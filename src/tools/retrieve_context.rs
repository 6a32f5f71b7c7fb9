/// `retrieve_context` tool: semantic lookup of previously stored context.
///
/// Grounded on `tools/retrieve_context.py`, with the leftover
/// `logger.error("!!!!! ...")` debug cruft left out entirely (spec.md §9
/// source bug #8) in favor of ordinary `tracing` calls. Results are served
/// from the operation-keyed cache when present, formatted with an
/// extracted title/summary per entry, and sorted by relevance score
/// descending.
use std::collections::HashMap;
use std::sync::Arc;

use async_trait::async_trait;
use serde_json::Value;
use tokio::sync::RwLock;
use tracing::debug;

use crate::cache::Cache;
use crate::client::VerisClient;
use crate::config::ToolConfig;
use crate::error::ToolError;
use crate::protocol::schemas::{ToolDescriptor, ToolParameter, ToolResult};
use crate::tools::base::{build_descriptor, Tool};

pub struct RetrieveContextTool {
    client: Arc<VerisClient>,
    cache: Arc<RwLock<Cache>>,
    config: ToolConfig,
}

impl RetrieveContextTool {
    pub fn new(client: Arc<VerisClient>, cache: Arc<RwLock<Cache>>, config: ToolConfig) -> Self {
        Self { client, cache, config }
    }
}

const TITLE_FIELDS: &[&str] = &["title", "name", "subject", "summary"];
const SUMMARY_FIELDS: &[&str] = &["summary", "description", "text", "content"];

fn extract_title(context: &Value) -> String {
    let content = context.get("content");
    if let Some(map) = content.and_then(Value::as_object) {
        for field in TITLE_FIELDS {
            if let Some(s) = map.get(*field).and_then(Value::as_str) {
                if !s.is_empty() {
                    return s.chars().take(100).collect();
                }
            }
        }
    }

    let content_type = content
        .and_then(Value::as_object)
        .and_then(|m| m.get("type"))
        .and_then(Value::as_str)
        .unwrap_or("Context");
    let id = context.get("id").and_then(Value::as_str).unwrap_or("unknown");
    let short_id: String = id.chars().take(8).collect();
    format!("{content_type} ({short_id})")
}

fn extract_summary(context: &Value) -> String {
    if let Some(map) = context.get("content").and_then(Value::as_object) {
        for field in SUMMARY_FIELDS {
            if let Some(text) = map.get(*field).and_then(Value::as_str) {
                if text.is_empty() {
                    continue;
                }
                if let Some((first_sentence, _)) = text.split_once('.') {
                    let candidate = format!("{first_sentence}.");
                    if candidate.len() <= 200 {
                        return candidate;
                    }
                }
                let char_count = text.chars().count();
                return if char_count > 200 {
                    format!("{}...", text.chars().take(200).collect::<String>())
                } else {
                    text.to_string()
                };
            }
        }
    }
    "No summary available".to_string()
}

/// Attaches title/summary to each raw context and sorts by
/// `relevance_score` descending.
fn format_contexts(mut contexts: Vec<Value>) -> Vec<Value> {
    for context in &mut contexts {
        let title = extract_title(context);
        let summary = extract_summary(context);
        if let Value::Object(map) = context {
            map.insert("title".to_string(), Value::String(title));
            map.insert("summary".to_string(), Value::String(summary));
        }
    }
    contexts.sort_by(|a, b| {
        let score_a = a.get("relevance_score").and_then(Value::as_f64).unwrap_or(0.0);
        let score_b = b.get("relevance_score").and_then(Value::as_f64).unwrap_or(0.0);
        score_b.partial_cmp(&score_a).unwrap_or(std::cmp::Ordering::Equal)
    });
    contexts
}

#[async_trait]
impl Tool for RetrieveContextTool {
    fn descriptor(&self) -> ToolDescriptor {
        let mut properties = HashMap::new();
        properties.insert("query".to_string(), ToolParameter::new("string", "Search query for semantic matching against stored contexts"));
        properties.insert(
            "limit".to_string(),
            ToolParameter::new("integer", "Maximum results to return")
                .with_default(Value::from(self.config.default_limit))
                .with_bounds(Some(1.0), Some(self.config.max_results as f64)),
        );
        properties.insert("type".to_string(), ToolParameter::new("string", "Filter by context type"));
        properties.insert(
            "metadata_filters".to_string(),
            ToolParameter::new("object", "Exact-match metadata filters"),
        );
        build_descriptor(
            "retrieve_context",
            "Retrieve stored context matching a query",
            properties,
            vec!["query".to_string()],
        )
    }

    async fn execute(&self, arguments: Value) -> Result<ToolResult, ToolError> {
        let query = arguments.get("query").and_then(Value::as_str).unwrap_or("");
        if query.trim().is_empty() {
            return Err(ToolError::new("Query cannot be empty", "empty_query"));
        }
        let limit = arguments
            .get("limit")
            .and_then(Value::as_u64)
            .unwrap_or(self.config.default_limit as u64)
            .min(self.config.max_results as u64) as u32;
        let context_type = arguments.get("type").and_then(Value::as_str);
        let metadata_filters = arguments.get("metadata_filters").cloned();

        let cache_key_args = serde_json::json!({
            "query": query, "limit": limit, "type": context_type, "metadata_filters": metadata_filters,
        });
        let cache_key = Cache::key("retrieve_context", &cache_key_args);

        if let Some(cached) = self.cache.write().await.get(&cache_key) {
            debug!(query, "retrieve_context cache hit");
            return Ok(ToolResult::success("Retrieved context (cached)", Some(cached), None));
        }

        let response = self
            .client
            .retrieve_context(query, limit, context_type, metadata_filters)
            .await
            .map_err(|err| ToolError::from_client_error(&err))?;

        let results = response
            .get("results")
            .and_then(Value::as_array)
            .cloned()
            .unwrap_or_default();
        let formatted = format_contexts(results);
        let count = formatted.len();

        let text = if count == 0 {
            format!("No contexts found matching query: '{query}'")
        } else {
            let mut summary = format!("Found {count} context(s) matching '{query}':");
            for (i, context) in formatted.iter().take(3).enumerate() {
                let title = context.get("title").and_then(Value::as_str).unwrap_or("");
                summary.push_str(&format!("\n{}. {title}", i + 1));
            }
            if count > 3 {
                summary.push_str(&format!("\n... and {} more results", count - 3));
            }
            summary
        };

        let data = serde_json::json!({
            "query": query,
            "results": formatted,
            "count": count,
        });

        self.cache.write().await.put(cache_key, data.clone());

        Ok(ToolResult::success(text, Some(data), None))
    }
}

#[cfg(test)]
mod tests {
    use super::*;

    #[test]
    fn title_prefers_content_field_over_fallback() {
        let context = serde_json::json!({"id": "abcdefgh12", "content": {"title": "Weekly sync"}});
        assert_eq!(extract_title(&context), "Weekly sync");
    }

    #[test]
    fn title_falls_back_to_type_and_short_id() {
        let context = serde_json::json!({"id": "abcdefgh12", "content": {"type": "decision"}});
        assert_eq!(extract_title(&context), "decision (abcdefgh)");
    }

    #[test]
    fn summary_prefers_first_sentence() {
        let context = serde_json::json!({"content": {"summary": "Short note. Rest is ignored."}});
        assert_eq!(extract_summary(&context), "Short note.");
    }

    #[test]
    fn format_contexts_sorts_by_relevance_descending() {
        let contexts = vec![
            serde_json::json!({"id": "a", "relevance_score": 0.2, "content": {}}),
            serde_json::json!({"id": "b", "relevance_score": 0.9, "content": {}}),
        ];
        let formatted = format_contexts(contexts);
        assert_eq!(formatted[0]["id"], "b");
        assert_eq!(formatted[1]["id"], "a");
    }
}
#####
• What is expected:
Examine each line of the listing for the word "tracing" and state only how many lines contain it.

• Your response:
2